**GIVEN DATA**
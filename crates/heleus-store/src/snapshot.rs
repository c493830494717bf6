//! # Snapshot Manager
//!
//! Freezes the registry's current state under an immutable, uniquely
//! named version.
//!
//! A frozen version is written exactly once to
//! `snapshots/{sha256(version)}.json` through a no-overwrite link, so even two processes racing on the same
//! name cannot replace an existing snapshot. Once loaded, snapshots are
//! shared as `Arc<FrozenVersion>` and never mutated.
//!
//! Freezing an empty registry fails with [`StoreError::EmptyRegistry`]:
//! a version that resolves nothing is never created.

use std::collections::BTreeMap;
use std::path::{Path, PathBuf};
use std::sync::Arc;

use chrono::{DateTime, Utc};
use heleus_core::{AppName, ContentDigest, VersionName};
use parking_lot::{Mutex, RwLock};
use serde::{Deserialize, Serialize};

use crate::error::StoreError;
use crate::fsio::{self, Commit};
use crate::registry::ApplicationRegistry;

/// An immutable, named capture of every application's latest artifact.
#[derive(Debug, Clone, PartialEq, Eq, Serialize, Deserialize)]
pub struct FrozenVersion {
    pub version: VersionName,
    pub created_at: DateTime<Utc>,
    pub apps: BTreeMap<AppName, ContentDigest>,
}

/// Outcome of [`SnapshotManager::resolve`].
#[derive(Debug, Clone, PartialEq, Eq)]
pub enum Resolution {
    /// A single application's artifact.
    Artifact(ContentDigest),
    /// The full application → artifact mapping.
    Bundle(BTreeMap<AppName, ContentDigest>),
}

/// Name and creation time of a frozen version.
#[derive(Debug, Clone, PartialEq, Eq)]
pub struct VersionSummary {
    pub version: VersionName,
    pub created_at: DateTime<Utc>,
}

/// Durable store of frozen versions.
#[derive(Debug)]
pub struct SnapshotManager {
    snapshots_dir: PathBuf,
    tmp_dir: PathBuf,
    versions: RwLock<BTreeMap<VersionName, Arc<FrozenVersion>>>,
    freeze_lock: Mutex<()>,
}

impl SnapshotManager {
    /// Open the snapshot store under `root`, reloading every frozen version.
    pub fn load(root: impl AsRef<Path>) -> Result<Self, StoreError> {
        let root = root.as_ref();
        let snapshots_dir = root.join("snapshots");
        let tmp_dir = root.join("tmp");
        std::fs::create_dir_all(&snapshots_dir)?;
        std::fs::create_dir_all(&tmp_dir)?;

        let mut versions = BTreeMap::new();
        for path in fsio::json_files(&snapshots_dir)? {
            let frozen: FrozenVersion = fsio::read_json(&path)?;
            fsio::check_record_path(&snapshots_dir, frozen.version.as_str(), &path)?;
            versions.insert(frozen.version.clone(), Arc::new(frozen));
        }
        tracing::info!(versions = versions.len(), "snapshot store loaded");

        Ok(Self {
            snapshots_dir,
            tmp_dir,
            versions: RwLock::new(versions),
            freeze_lock: Mutex::new(()),
        })
    }

    /// Capture the registry's current state as `version`.
    pub fn freeze(
        &self,
        version: &VersionName,
        registry: &ApplicationRegistry,
    ) -> Result<Arc<FrozenVersion>, StoreError> {
        let _serial = self.freeze_lock.lock();

        if self.versions.read().contains_key(version) {
            return Err(StoreError::VersionExists(version.clone()));
        }

        let apps = registry.capture();
        if apps.is_empty() {
            return Err(StoreError::EmptyRegistry);
        }

        let frozen = FrozenVersion {
            version: version.clone(),
            created_at: Utc::now(),
            apps,
        };
        let target = fsio::record_path(&self.snapshots_dir, version.as_str());
        match fsio::write_json(&self.tmp_dir, &target, &frozen, Commit::CreateNew) {
            Ok(()) => {}
            Err(StoreError::Io(e)) if e.kind() == std::io::ErrorKind::AlreadyExists => {
                return Err(StoreError::VersionExists(version.clone()));
            }
            Err(e) => return Err(e),
        }

        let frozen = Arc::new(frozen);
        self.versions
            .write()
            .insert(version.clone(), Arc::clone(&frozen));
        tracing::info!(version = %version, apps = frozen.apps.len(), "version frozen");
        Ok(frozen)
    }

    /// Fetch a frozen version.
    pub fn get(&self, version: &VersionName) -> Result<Arc<FrozenVersion>, StoreError> {
        self.versions
            .read()
            .get(version)
            .cloned()
            .ok_or_else(|| StoreError::VersionNotFound(version.clone()))
    }

    /// Resolve one application, or the whole mapping, within a version.
    pub fn resolve(
        &self,
        version: &VersionName,
        app: Option<&AppName>,
    ) -> Result<Resolution, StoreError> {
        match app {
            Some(app) => self.resolve_app(version, app).map(Resolution::Artifact),
            None => self.resolve_all(version).map(Resolution::Bundle),
        }
    }

    /// The artifact `app` had when `version` was frozen.
    pub fn resolve_app(
        &self,
        version: &VersionName,
        app: &AppName,
    ) -> Result<ContentDigest, StoreError> {
        self.get(version)?
            .apps
            .get(app)
            .copied()
            .ok_or_else(|| StoreError::AppNotInVersion {
                version: version.clone(),
                app: app.clone(),
            })
    }

    /// The full application → artifact mapping of `version`.
    pub fn resolve_all(
        &self,
        version: &VersionName,
    ) -> Result<BTreeMap<AppName, ContentDigest>, StoreError> {
        Ok(self.get(version)?.apps.clone())
    }

    /// All frozen versions, oldest first.
    pub fn list_versions(&self) -> Vec<VersionSummary> {
        let mut list: Vec<_> = self
            .versions
            .read()
            .values()
            .map(|v| VersionSummary {
                version: v.version.clone(),
                created_at: v.created_at,
            })
            .collect();
        list.sort_by(|a, b| {
            a.created_at
                .cmp(&b.created_at)
                .then_with(|| a.version.cmp(&b.version))
        });
        list
    }

    /// Number of frozen versions.
    pub fn len(&self) -> usize {
        self.versions.read().len()
    }

    /// Whether nothing has been frozen yet.
    pub fn is_empty(&self) -> bool {
        self.len() == 0
    }
}

#[cfg(test)]
mod tests {
    use super::*;
    use crate::registry::PushRecord;
    use heleus_core::sha256_digest;

    fn app(name: &str) -> AppName {
        AppName::new(name).unwrap()
    }

    fn version(name: &str) -> VersionName {
        VersionName::new(name).unwrap()
    }

    fn push(registry: &ApplicationRegistry, name: &str, bytes: &[u8]) {
        registry
            .update(
                &app(name),
                PushRecord {
                    hash: sha256_digest(bytes),
                    size_bytes: bytes.len() as u64,
                    message: None,
                    version_tag: None,
                },
            )
            .unwrap();
    }

    fn setup() -> (tempfile::TempDir, ApplicationRegistry, SnapshotManager) {
        let dir = tempfile::tempdir().unwrap();
        let registry = ApplicationRegistry::load(dir.path()).unwrap();
        let snapshots = SnapshotManager::load(dir.path()).unwrap();
        (dir, registry, snapshots)
    }

    #[test]
    fn freeze_captures_every_app() {
        let (_dir, registry, snapshots) = setup();
        push(&registry, "app1", b"one");
        push(&registry, "app2", b"two");

        let frozen = snapshots.freeze(&version("rel1"), &registry).unwrap();
        assert_eq!(frozen.apps.len(), 2);
        assert_eq!(frozen.apps[&app("app1")], sha256_digest(b"one"));
        assert_eq!(frozen.apps[&app("app2")], sha256_digest(b"two"));
    }

    #[test]
    fn refreezing_a_name_conflicts_and_keeps_original() {
        let (_dir, registry, snapshots) = setup();
        push(&registry, "calc", b"AAA");
        let original = snapshots.freeze(&version("v1"), &registry).unwrap();

        push(&registry, "calc", b"BBB");
        let err = snapshots.freeze(&version("v1"), &registry).unwrap_err();
        assert!(matches!(err, StoreError::VersionExists(_)));

        let after = snapshots.get(&version("v1")).unwrap();
        assert_eq!(*after, *original);
        assert_eq!(after.apps[&app("calc")], sha256_digest(b"AAA"));
    }

    #[test]
    fn snapshot_is_unaffected_by_later_pushes() {
        let (_dir, registry, snapshots) = setup();
        push(&registry, "A", b"H");
        snapshots.freeze(&version("v1"), &registry).unwrap();
        push(&registry, "A", b"H2");

        assert_eq!(
            registry.get_latest(&app("A")).unwrap().latest_hash,
            sha256_digest(b"H2")
        );
        assert_eq!(
            snapshots.resolve(&version("v1"), Some(&app("A"))).unwrap(),
            Resolution::Artifact(sha256_digest(b"H"))
        );
    }

    #[test]
    fn empty_registry_cannot_be_frozen() {
        let (_dir, registry, snapshots) = setup();
        let err = snapshots.freeze(&version("v0"), &registry).unwrap_err();
        assert!(matches!(err, StoreError::EmptyRegistry));
        assert!(snapshots.is_empty());
    }

    #[test]
    fn resolve_unknown_version_or_app_is_not_found() {
        let (_dir, registry, snapshots) = setup();
        push(&registry, "app1", b"1");
        snapshots.freeze(&version("rel1"), &registry).unwrap();

        assert!(matches!(
            snapshots.resolve(&version("nope"), None),
            Err(StoreError::VersionNotFound(_))
        ));
        assert!(matches!(
            snapshots.resolve(&version("rel1"), Some(&app("app2"))),
            Err(StoreError::AppNotInVersion { .. })
        ));
    }

    #[test]
    fn resolve_without_app_returns_mapping() {
        let (_dir, registry, snapshots) = setup();
        push(&registry, "app1", b"1");
        push(&registry, "app2", b"2");
        snapshots.freeze(&version("rel1"), &registry).unwrap();

        match snapshots.resolve(&version("rel1"), None).unwrap() {
            Resolution::Bundle(map) => {
                let names: Vec<_> = map.keys().map(|n| n.to_string()).collect();
                assert_eq!(names, vec!["app1", "app2"]);
            }
            other => panic!("expected bundle, got {other:?}"),
        }
    }

    #[test]
    fn versions_are_listed_in_creation_order() {
        let (_dir, registry, snapshots) = setup();
        push(&registry, "app1", b"1");
        for name in ["zz", "aa", "mm"] {
            snapshots.freeze(&version(name), &registry).unwrap();
        }
        let listed = snapshots.list_versions();
        assert_eq!(listed.len(), 3);
        assert!(listed.windows(2).all(|w| w[0].created_at <= w[1].created_at));
    }

    #[test]
    fn snapshots_survive_reload() {
        let dir = tempfile::tempdir().unwrap();
        {
            let registry = ApplicationRegistry::load(dir.path()).unwrap();
            let snapshots = SnapshotManager::load(dir.path()).unwrap();
            push(&registry, "calc", b"AAA");
            snapshots.freeze(&version("r1"), &registry).unwrap();
        }
        let registry = ApplicationRegistry::load(dir.path()).unwrap();
        let snapshots = SnapshotManager::load(dir.path()).unwrap();
        assert_eq!(
            snapshots.resolve(&version("r1"), Some(&app("calc"))).unwrap(),
            Resolution::Artifact(sha256_digest(b"AAA"))
        );
        // A reloaded manager still refuses to reuse the name.
        assert!(matches!(
            snapshots.freeze(&version("r1"), &registry),
            Err(StoreError::VersionExists(_))
        ));
    }

    #[test]
    fn case_variant_version_names_are_distinct_snapshots() {
        let (dir, registry, snapshots) = setup();
        push(&registry, "calc", b"AAA");
        snapshots.freeze(&version("R1"), &registry).unwrap();
        push(&registry, "calc", b"BBB");
        snapshots.freeze(&version("r1"), &registry).unwrap();

        let reloaded = SnapshotManager::load(dir.path()).unwrap();
        assert_eq!(reloaded.len(), 2);
        assert_eq!(
            reloaded.resolve_app(&version("R1"), &app("calc")).unwrap(),
            sha256_digest(b"AAA")
        );
        assert_eq!(
            reloaded.resolve_app(&version("r1"), &app("calc")).unwrap(),
            sha256_digest(b"BBB")
        );
    }

    #[test]
    fn freezes_during_concurrent_pushes_capture_committed_state() {
        const APPS: [&str; 4] = ["app0", "app1", "app2", "app3"];
        const ROUNDS: u8 = 25;
        let (_dir, registry, snapshots) = setup();
        push(&registry, "app0", b"seed");

        let frozen = std::thread::scope(|s| {
            for (i, name) in APPS.iter().enumerate() {
                let registry = &registry;
                s.spawn(move || {
                    for round in 0..ROUNDS {
                        push(registry, name, &[i as u8, round]);
                    }
                });
            }
            let freezer = s.spawn(|| {
                let mut frozen = Vec::new();
                for n in 0..20 {
                    // Apps known before the capture must all appear in it.
                    let before: Vec<AppName> =
                        registry.list_apps().into_iter().map(|a| a.name).collect();
                    let snapshot = snapshots
                        .freeze(&version(&format!("v{n}")), &registry)
                        .unwrap();
                    for name in &before {
                        assert!(snapshot.apps.contains_key(name), "{name} missing");
                    }
                    frozen.push(snapshot);
                }
                frozen
            });
            freezer.join().unwrap()
        });

        let history: BTreeMap<AppName, Vec<ContentDigest>> = registry
            .list_all()
            .iter()
            .map(|a| (a.name.clone(), a.history.iter().map(|e| e.hash).collect()))
            .collect();
        assert_eq!(history.len(), APPS.len());

        let mut previous: Option<&FrozenVersion> = None;
        for snapshot in &frozen {
            for (name, hash) in &snapshot.apps {
                let pushes = &history[name];
                assert!(pushes.contains(hash), "{name} frozen with an unknown hash");
                // Later snapshots never see an older push of the same app.
                if let Some(earlier) = previous.and_then(|p| p.apps.get(name)) {
                    let at = |h: &ContentDigest| pushes.iter().position(|x| x == h);
                    assert!(at(earlier) <= at(hash), "{name} went backwards");
                }
            }
            if let Some(p) = previous {
                assert!(p.apps.keys().all(|name| snapshot.apps.contains_key(name)));
            }
            previous = Some(&**snapshot);
        }
    }

    #[test]
    fn concurrent_freezes_of_one_name_create_exactly_one() {
        let (_dir, registry, snapshots) = setup();
        push(&registry, "calc", b"AAA");

        let successes = std::thread::scope(|s| {
            let handles: Vec<_> = (0..4)
                .map(|_| s.spawn(|| snapshots.freeze(&version("race"), &registry).is_ok()))
                .collect();
            handles
                .into_iter()
                .map(|h| h.join().unwrap())
                .filter(|ok| *ok)
                .count()
        });
        assert_eq!(successes, 1);
    }
}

**AIM OF THE EXERCISE**
Restate word for word the entries above, starting at the line with "pub struct FrozenVersion" and ending at the line with "every frozen version.", inclusive, and no others.

**SOLUTION TO THE PROBLEM**
pub struct FrozenVersion {
    pub version: VersionName,
    pub created_at: DateTime<Utc>,
    pub apps: BTreeMap<AppName, ContentDigest>,
}

/// Outcome of [`SnapshotManager::resolve`].
#[derive(Debug, Clone, PartialEq, Eq)]
pub enum Resolution {
    /// A single application's artifact.
    Artifact(ContentDigest),
    /// The full application → artifact mapping.
    Bundle(BTreeMap<AppName, ContentDigest>),
}

/// Name and creation time of a frozen version.
#[derive(Debug, Clone, PartialEq, Eq)]
pub struct VersionSummary {
    pub version: VersionName,
    pub created_at: DateTime<Utc>,
}

/// Durable store of frozen versions.
#[derive(Debug)]
pub struct SnapshotManager {
    snapshots_dir: PathBuf,
    tmp_dir: PathBuf,
    versions: RwLock<BTreeMap<VersionName, Arc<FrozenVersion>>>,
    freeze_lock: Mutex<()>,
}

impl SnapshotManager {
    /// Open the snapshot store under `root`, reloading every frozen version.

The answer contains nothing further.